FreeBSD vlan Tagging

August 14, 2012 5 comments

FreeBSD vlan Tagging

Virtual LANs were introduced by IEEE 802.1Q, a standards definition for tagging of ethernet frames across vlan-aware appliances. It is also known as vlan tagging. Virtual LANs add the ability to separate data on a single transport media into logical networks.

This post explains vlan tagging configurations in FreeBSD. Network appliances making up your network also need to be configured with vlan tagging support, but is beyond the scope of this post.

If vlan tagging support is compiled into the kernel, it is not required to include the following in the loader.conf:

if_vlan_load=”YES”

Configuring vlan tagging on a running system is done by executing the following:

# ifconfig $int up
# ifconfig vlan0 create
# ifconfig vlan0 10.1.1.5 netmask 255.255.255.0 vlan $id vlandev $int
# ifconfig vlan0_alias0 10.1.2.5 netmask 255.255.255.0 vlan $id vlandev $int

Configuring so vlan tags persists across reboots is done by inserting the following in rc.conf:

ifconfig_$int=”up”
cloned_interfaces=”vlan0″
ifconfig_vlan0=”10.1.1.5 netmask 255.255.255.0 vlan $id vlandev $int”
ifconfig_vlan0_alias0=”10.1.2.5 netmask 255.255.255.0 vlan $id vlandev $int”
ifconfig_vlan0_alias1=”10.1.3.5 netmask 255.255.255.0 vlan $id vlandev $int”

In the above examples, $id is the vlan id and $int is the physical network interface.

Also note, additional alias’ added must be added by appending alias[0-9] to the cloned interface in numerical order.
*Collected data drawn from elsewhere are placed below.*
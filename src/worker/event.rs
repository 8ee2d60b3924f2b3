//! Lifecycle and functional events delivered to a worker

use crate::fetch::Request;
use crate::platform::{Notification, WindowClient};
use crate::worker::manager::{ActivateReport, FetchOutcome, InstallReport};
use bytes::Bytes;
use std::fmt;
use uuid::Uuid;

/// Kind of event, used to look up the handler
#[derive(Debug, Clone, Copy, PartialEq, Eq, Hash)]
pub enum EventKind {
    Install,
    Activate,
    Fetch,
    Push,
    NotificationClick,
    Sync,
    PeriodicSync,
}

impl fmt::Display for EventKind {
    fn fmt(&self, f: &mut fmt::Formatter<'_>) -> fmt::Result {
        let name = match self {
            Self::Install => "install",
            Self::Activate => "activate",
            Self::Fetch => "fetch",
            Self::Push => "push",
            Self::NotificationClick => "notificationclick",
            Self::Sync => "sync",
            Self::PeriodicSync => "periodicsync",
        };
        f.write_str(name)
    }
}

/// An event with its payload
#[derive(Debug, Clone)]
pub enum Event {
    Install,
    Activate,
    Fetch(Request),
    Push(Option<Bytes>),
    NotificationClick {
        notification: Uuid,
        action: Option<String>,
    },
    Sync {
        tag: String,
    },
    PeriodicSync {
        tag: String,
    },
}

impl Event {
    /// The event kind
    pub fn kind(&self) -> EventKind {
        match self {
            Self::Install => EventKind::Install,
            Self::Activate => EventKind::Activate,
            Self::Fetch(_) => EventKind::Fetch,
            Self::Push(_) => EventKind::Push,
            Self::NotificationClick { .. } => EventKind::NotificationClick,
            Self::Sync { .. } => EventKind::Sync,
            Self::PeriodicSync { .. } => EventKind::PeriodicSync,
        }
    }
}

/// What a notification click did
#[derive(Debug, Clone, PartialEq, Eq)]
pub enum ClickOutcome {
    /// An existing app window was focused
    Focused(WindowClient),
    /// A new app window was opened
    Opened(WindowClient),
    /// The notification was only closed
    Dismissed,
}

/// Result of a handled event
///
/// The dispatcher returns only once the handler's work has settled, which
/// is the extended lifetime the platform grants an event.
#[derive(Debug)]
pub enum EventOutcome {
    Installed(InstallReport),
    Activated(ActivateReport),
    Fetched(FetchOutcome),
    Pushed(Option<Notification>),
    Clicked(ClickOutcome),
    Acknowledged,
}
//! Client bootstrap: registers the worker and relays lifecycle and
//! connectivity signals to the user as transient toasts.
//!
//! The bootstrap never touches caches or fetches. It only talks to a
//! [`Registrar`], which is how pages reach the worker.

pub mod client;
pub mod registration;
pub mod toast;

pub use client::{BootstrapSignal, ClientBootstrap, InstallButton};
pub use registration::{Registrar, RegistrationOptions, RegistrationReport, UpdateViaCache};
pub use toast::{Severity, Toast, TOAST_SECONDS};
Each alias is brought up until it encounters the an alias which is not in sequential order. It then finishes the OS boot without those alias’ added.

For further reading, check out the vlan(4) manpage and the ifconfig(8) manpage.

Categories: FreeBSD

FreeBSD uname(1) and the Environment

August 9, 2012 Leave a comment

FreeBSD uname(1) and The Environment

The default values provided by uname(1) can be over-ridden on a running system utilizing environment variables. The uname(1) manpage identifies this behavior in the “Environment” section stating:

An environment variable composed of the string UNAME_ followed by any flag to the uname utility (except for -a) will allow the corresponding data to be set to the contents of the environment variable.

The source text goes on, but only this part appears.